--- What the exercise asks ---
Pull every line that includes the word "StorageConfig" from the data.

--- Input ---
================================
use crate::Result;
use config::{Config, Environment, File};
use serde::{Deserialize, Serialize};
use std::path::Path;

#[derive(Debug, Clone, Serialize, Deserialize)]
pub struct ServerConfig {
    pub host: String,
    pub port: u16,
    pub shutdown_timeout_secs: u64,
}

impl Default for ServerConfig {
    fn default() -> Self {
        Self {
            host: "0.0.0.0".to_string(),
            port: 8080,
            shutdown_timeout_secs: 30,
        }
    }
}

#[derive(Debug, Clone, Copy, Serialize, Deserialize, PartialEq, Eq)]
#[serde(rename_all = "lowercase")]
pub enum StorageBackend {
    Memory,
    Rocksdb,
}

#[derive(Debug, Clone, Serialize, Deserialize)]
pub struct StorageConfig {
    pub backend: StorageBackend,
    pub path: String,
    /// How long a ticket update waits for a concurrent update on the same ticket.
    pub lock_timeout_ms: u64,
}

impl Default for StorageConfig {
    fn default() -> Self {
        Self {
            backend: StorageBackend::Memory,
            path: "/tmp/cine-booking".to_string(),
            lock_timeout_ms: 500,
        }
    }
}

#[derive(Debug, Clone, Serialize, Deserialize)]
pub struct LogConfig {
    pub filter: String,
}

impl Default for LogConfig {
    fn default() -> Self {
        Self {
            filter: "info,cine_booking=debug,booking_service=debug".to_string(),
        }
    }
}

#[derive(Debug, Clone, Default, Serialize, Deserialize)]
#[serde(default)]
pub struct AppConfig {
    pub server: ServerConfig,
    pub storage: StorageConfig,
    pub log: LogConfig,
}

impl AppConfig {
    /// Layer defaults, an optional TOML file and `CINE__SECTION__KEY` environment variables.
    pub fn load(path: Option<&Path>) -> Result<Self> {
        let defaults = Config::try_from(&AppConfig::default())?;

        let mut builder = Config::builder().add_source(defaults);
        if let Some(path) = path {
            builder = builder.add_source(File::from(path).required(true));
        }
        builder = builder.add_source(
            Environment::with_prefix("CINE")
                .prefix_separator("__")
                .separator("__"),
        );

        let config = builder.build()?.try_deserialize()?;
        Ok(config)
    }

    pub fn bind_address(&self) -> String {
        format!("{}:{}", self.server.host, self.server.port)
    }
}
//! The boot environment, stored as the record of the ENV region.
//!
//! The blob is laid out the way U-Boot expects it: a little-endian CRC-32 of the data area,
//! followed by `name=value` entries each terminated by a NUL, and an empty entry (a second NUL)
//! closing the list. The rest of the blob is zero padding, covered by the CRC.

use std::collections::BTreeMap;

use bytes::{Buf, BufMut, Bytes, BytesMut};
use crc::{Crc, CRC_32_ISO_HDLC};
use thiserror::Error;
use tracing::warn;

use super::{RegionKind, RsvError, RsvManager, RsvResult};
use crate::nand::BlockDevice;

pub const ENV_CRC: Crc<u32> = Crc::<u32>::new(&CRC_32_ISO_HDLC);

const CRC_LEN: usize = std::mem::size_of::<u32>();

#[derive(Debug, Error, Eq, PartialEq)]
pub enum EnvError {
    #[error("environment blob of {0} bytes is too short")]
    TooShort(usize),

    #[error("environment CRC mismatch (stored {stored:#010x}, computed {computed:#010x})")]
    BadCrc { stored: u32, computed: u32 },

    #[error("environment entry is not valid UTF-8")]
    NotUtf8,

    #[error("environment entry {0:?} has no '='")]
    MissingSeparator(String),

    #[error("environment needs {needed} bytes, only {size} available")]
    TooLarge { needed: usize, size: usize },

    #[error("invalid variable name {0:?}")]
    InvalidName(String),
}

/// A set of environment variables, kept sorted by name
#[derive(Debug, Default, Clone, Eq, PartialEq)]
pub struct Environment {
    vars: BTreeMap<String, String>,
}

impl Environment {
    pub fn new() -> Self {
        Self::default()
    }

    pub fn get(&self, name: &str) -> Option<&str> {
        self.vars.get(name).map(String::as_str)
    }

    /// Set a variable. Names must be non-empty and free of '=' and NUL; values free of NUL.
    pub fn set(&mut self, name: &str, value: &str) -> Result<(), EnvError> {
        if name.is_empty() || name.contains(['=', '\0']) || value.contains('\0') {
            return Err(EnvError::InvalidName(name.to_string()));
        }

        self.vars.insert(name.to_string(), value.to_string());
        Ok(())
    }

    pub fn remove(&mut self, name: &str) -> Option<String> {
        self.vars.remove(name)
    }

    pub fn iter(&self) -> impl Iterator<Item = (&str, &str)> {
        self.vars.iter().map(|(k, v)| (k.as_str(), v.as_str()))
    }

    pub fn len(&self) -> usize {
        self.vars.len()
    }

    pub fn is_empty(&self) -> bool {
        self.vars.is_empty()
    }

    /// Parse a blob, checking its CRC
    pub fn decode(blob: &[u8]) -> Result<Self, EnvError> {
        if blob.len() <= CRC_LEN {
            return Err(EnvError::TooShort(blob.len()));
        }

        let mut buf = blob;
        let stored = buf.get_u32_le();
        let computed = ENV_CRC.checksum(buf);
        if stored != computed {
            return Err(EnvError::BadCrc { stored, computed });
        }

        let mut env = Self::new();
        for entry in buf.split(|&x| x == 0).take_while(|x| !x.is_empty()) {
            let entry = std::str::from_utf8(entry).map_err(|_| EnvError::NotUtf8)?;
            let (name, value) = entry
                .split_once('=')
                .ok_or_else(|| EnvError::MissingSeparator(entry.to_string()))?;
            env.vars.insert(name.to_string(), value.to_string());
        }

        Ok(env)
    }

    /// Serialize into a blob of exactly `size` bytes
    pub fn encode(&self, size: usize) -> Result<Bytes, EnvError> {
        let mut data = BytesMut::with_capacity(size);
        data.put_u32_le(0);
        for (name, value) in self.vars.iter() {
            data.put_slice(name.as_bytes());
            data.put_u8(b'=');
            data.put_slice(value.as_bytes());
            data.put_u8(0);
        }
        data.put_u8(0);

        if data.len() > size {
            return Err(EnvError::TooLarge {
                needed: data.len(),
                size,
            });
        }
        data.resize(size, 0);

        let crc = ENV_CRC.checksum(&data[CRC_LEN..]);
        data[..CRC_LEN].copy_from_slice(&crc.to_le_bytes());

        Ok(data.freeze())
    }
}

impl<'a> FromIterator<(&'a str, &'a str)> for Environment {
    fn from_iter<T: IntoIterator<Item = (&'a str, &'a str)>>(iter: T) -> Self {
        let vars = iter
            .into_iter()
            .map(|(k, v)| (k.to_string(), v.to_string()))
            .collect();
        Self { vars }
    }
}

/// Load the environment, falling back to `defaults` when none was ever saved or the saved one is
/// damaged
pub fn load_env<D: BlockDevice>(
    rsv: &RsvManager<D>,
    defaults: &Environment,
) -> RsvResult<Environment> {
    let blob = match rsv.get_env() {
        Ok(blob) => blob,
        Err(RsvError::NoValidRecord(_)) => return Ok(defaults.clone()),
        Err(error) => return Err(error),
    };

    match Environment::decode(&blob) {
        Ok(env) => Ok(env),
        Err(error) => {
            warn!(target: "nand_rsv::env", %error, "saved environment unusable, using defaults");
            Ok(defaults.clone())
        }
    }
}

/// Commit the environment, padded to the ENV region's record size
pub fn save_env<D: BlockDevice>(rsv: &RsvManager<D>, env: &Environment) -> RsvResult<()> {
    let size = rsv.layout().region(RegionKind::Env).size;
    let blob = env.encode(size)?;
    rsv.put_env(&blob)
}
================================
--- Reply to the exercise ---
pub struct StorageConfig {
impl Default for StorageConfig {
    pub storage: StorageConfig,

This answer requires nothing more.